Former Trump administration official Nikki Haley said over the weekend she’s considering launching a 2024 presidential bid.
Haley, 50, was the U.S. ambassador to the United Nations while President Donald Trump, 76, was in office.
If Haley runs, she'd be reneging on a promise she made in 2021.
“If my family and I decided to continue our life of service, we will put 1,000 percent into it and we'll finish it,” Haley said on Nov. 19 during the meeting in Nevada.
Haley trumpeted her winning contested elections, including for a U.S. House of Representatives seat and to become the governor of South Carolina.
“I’ve been the underdog every single time,” Haley said. “When people underestimate me, it’s always fun, but I’ve never lost an election and I’m not going to start now.”
Haley did not mention Trump in her speech.
Other potential 2024 GOP contenders speaking at the meeting included Florida Gov. Ron DeSantis, former Vice President Mike Pence, and former Secretary of State Mike Pompeo, 58.
DeSantis, 44, pointed to how he easily won reelection in the midterms and told the crowd that “we’ve got a lot more to do and I have only begun to fight.”
He said that drawing votes from independent voters was key to the large margin.
“You don’t get that type of victory only getting Republicans. What we did is, we had a great Republican turnout, very energized base of supporters, But we also decisively won the middle,” DeSantis said. “We won more Democrats than any governor has done for a long time. We’re winning people regardless of these boxes that the media always wants to put people in.”
DeSantis said attracting such a “huge coalition” was possible “because, I think, most people realize there’s a lot that’s gone wrong in our country, particularly over the last two years,” adding: “Florida really is showing a way out of this morass. But you got to be willing to do it and you got to be successful in implementing.”

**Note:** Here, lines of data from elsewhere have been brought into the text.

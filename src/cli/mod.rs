//! Command-line interface.

pub mod commands;
pub mod output;

use clap::{Parser, Subcommand};

#[derive(Parser)]
#[command(name = "nodus")]
#[command(about = "Nodus - workflow integration nodes for external REST APIs", long_about = None)]
#[command(version)]
pub struct Cli {
    #[command(subcommand)]
    pub command: Commands,

    /// Output in JSON format
    #[arg(short, long, global = true)]
    pub json: bool,
}

#[derive(Subcommand)]
pub enum Commands {
    /// Execute a node described by a run configuration file
    Run(commands::run::RunArgs),

    /// Print a node's descriptor (resources, operations, credentials)
    Describe(commands::describe::DescribeArgs),
}

/// Report a fatal error and exit non-zero.
pub fn handle_error(err: anyhow::Error, json: bool) -> ! {
    if json {
        eprintln!("{}", serde_json::json!({ "error": err.to_string() }));
    } else {
        eprintln!("Error: {err:#}");
    }
    std::process::exit(1);
}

Pence, 63, fresh off a media tour in which he criticized Trump, said that the Trump administration “changed history” by decimating ISIS and taking other actions, such as cracking down on illegal immigration.
Pence also said he believes the next president will be a Republican and said that Republicans “must unite our party around a bold, optimistic agenda that offers a clear choice and lays of lasting foundation for victory in 2024 and beyond.”

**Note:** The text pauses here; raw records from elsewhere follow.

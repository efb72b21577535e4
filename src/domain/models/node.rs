//! Node descriptor models.
//!
//! A descriptor declares a node's user-configurable surface: which
//! resources it exposes, which operations each resource supports, and
//! what kind of credential it needs. Hosts use descriptors to render
//! configuration UIs and to validate a selection before execution.

use serde::{Deserialize, Serialize};

/// The kind of credential a node authenticates with.
///
/// Both kinds end up as a bearer token on the wire; the distinction
/// matters to the host's credential store, not to the request builder.
#[derive(Debug, Clone, Copy, PartialEq, Eq, Serialize, Deserialize)]
#[serde(rename_all = "snake_case")]
pub enum CredentialKind {
    /// A long-lived personal access token.
    AccessToken,
    /// An OAuth2 access token resolved by the host's token store.
    OAuth2,
}

impl CredentialKind {
    /// Returns the string representation of this credential kind.
    pub fn as_str(&self) -> &'static str {
        match self {
            Self::AccessToken => "access_token",
            Self::OAuth2 => "oauth2",
        }
    }
}

/// One API entity category a node can target, with its operations.
#[derive(Debug, Clone, Serialize, Deserialize)]
pub struct ResourceDescriptor {
    /// The resource tag used in the `resource` parameter (e.g. "issue").
    pub name: String,
    /// Operation tags supported by this resource (e.g. "get", "get_all").
    pub operations: Vec<String>,
}

impl ResourceDescriptor {
    /// Create a resource descriptor from a name and operation tags.
    pub fn new(name: impl Into<String>, operations: &[&str]) -> Self {
        Self {
            name: name.into(),
            operations: operations.iter().map(ToString::to_string).collect(),
        }
    }

    /// Whether this resource supports the given operation tag.
    pub fn supports(&self, operation: &str) -> bool {
        self.operations.iter().any(|op| op == operation)
    }
}

/// Declarative description of a node.
#[derive(Debug, Clone, Serialize, Deserialize)]
pub struct NodeDescriptor {
    /// Machine name used to select the node (e.g. "sentry").
    pub name: String,
    /// Human-readable display name.
    pub display_name: String,
    /// Short description of what the node consumes.
    pub description: String,
    /// Resources the node exposes.
    pub resources: Vec<ResourceDescriptor>,
    /// Credential kinds the node accepts.
    pub credentials: Vec<CredentialKind>,
}

impl NodeDescriptor {
    /// Create a descriptor with no resources; chain [`with_resource`]
    /// and [`with_credential`] to fill it in.
    ///
    /// [`with_resource`]: NodeDescriptor::with_resource
    /// [`with_credential`]: NodeDescriptor::with_credential
    pub fn new(
        name: impl Into<String>,
        display_name: impl Into<String>,
        description: impl Into<String>,
    ) -> Self {
        Self {
            name: name.into(),
            display_name: display_name.into(),
            description: description.into(),
            resources: Vec::new(),
            credentials: Vec::new(),
        }
    }

    /// Add a resource to the descriptor.
    pub fn with_resource(mut self, resource: ResourceDescriptor) -> Self {
        self.resources.push(resource);
        self
    }

    /// Add an accepted credential kind.
    pub fn with_credential(mut self, kind: CredentialKind) -> Self {
        self.credentials.push(kind);
        self
    }

    /// Look up a resource by its tag.
    pub fn resource(&self, name: &str) -> Option<&ResourceDescriptor> {
        self.resources.iter().find(|r| r.name == name)
    }
}

#[cfg(test)]
mod tests {
    use super::*;

    fn descriptor() -> NodeDescriptor {
        NodeDescriptor::new("sentry", "Sentry.io", "Consume the Sentry.io API")
            .with_resource(ResourceDescriptor::new("issue", &["get", "get_all", "delete"]))
            .with_resource(ResourceDescriptor::new("team", &["get", "create"]))
            .with_credential(CredentialKind::AccessToken)
            .with_credential(CredentialKind::OAuth2)
    }

    #[test]
    fn test_resource_lookup() {
        let desc = descriptor();
        assert!(desc.resource("issue").is_some());
        assert!(desc.resource("event").is_none());
    }

    #[test]
    fn test_operation_support() {
        let desc = descriptor();
        let issue = desc.resource("issue").unwrap();
        assert!(issue.supports("delete"));
        assert!(!issue.supports("update"));
    }

    #[test]
    fn test_credential_kind_as_str() {
        assert_eq!(CredentialKind::AccessToken.as_str(), "access_token");
        assert_eq!(CredentialKind::OAuth2.as_str(), "oauth2");
    }
}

Pence has not ruled out a 2024 bid.
“This loyalty, this work we must do together is not to a person. This loyalty I executed alongside vice president pence for four years was to our nation, to a common cause. I was loyal. I worked hard,” Pompeo said. “I did every day everything I could to honor and be loyal to the oath that I took when I raised my right hand to defend the country. It wasn’t a loyalty to a person or party or a faction, it was to you [the audience] in the promises we had made to the United States of America.”
Other speakers included Sen. Tim Scott (R-S.C.), 57, who Haley appointed to the Senate and who has since won two elections to keep the seat; Maryland Gov. Larry Hogan, 66, who was prevented from running for reelection due to term limits and spoke out against the Trump-backed Republican nominee who vied to replace him but lost to Democrat Wes Moore; and Sen. Ted Cruz (R-Texas), 51 who tried a presidential bid in 2016 and who said he'd be running for another term in Congress in 2024.
House Republican Leader Kevin McCarthy (R-Calif.), 57, who is seeking to become the next speaker after Republicans flipped the House, also spoke.
Trump said he would win in 2024 and with the victory, “we will end Joe Biden’s inflation nightmare and rapidly rebuild the greatest economy in the history of the world” in addition to securing the border, bringing back manufacturing from China, and boosting energy production.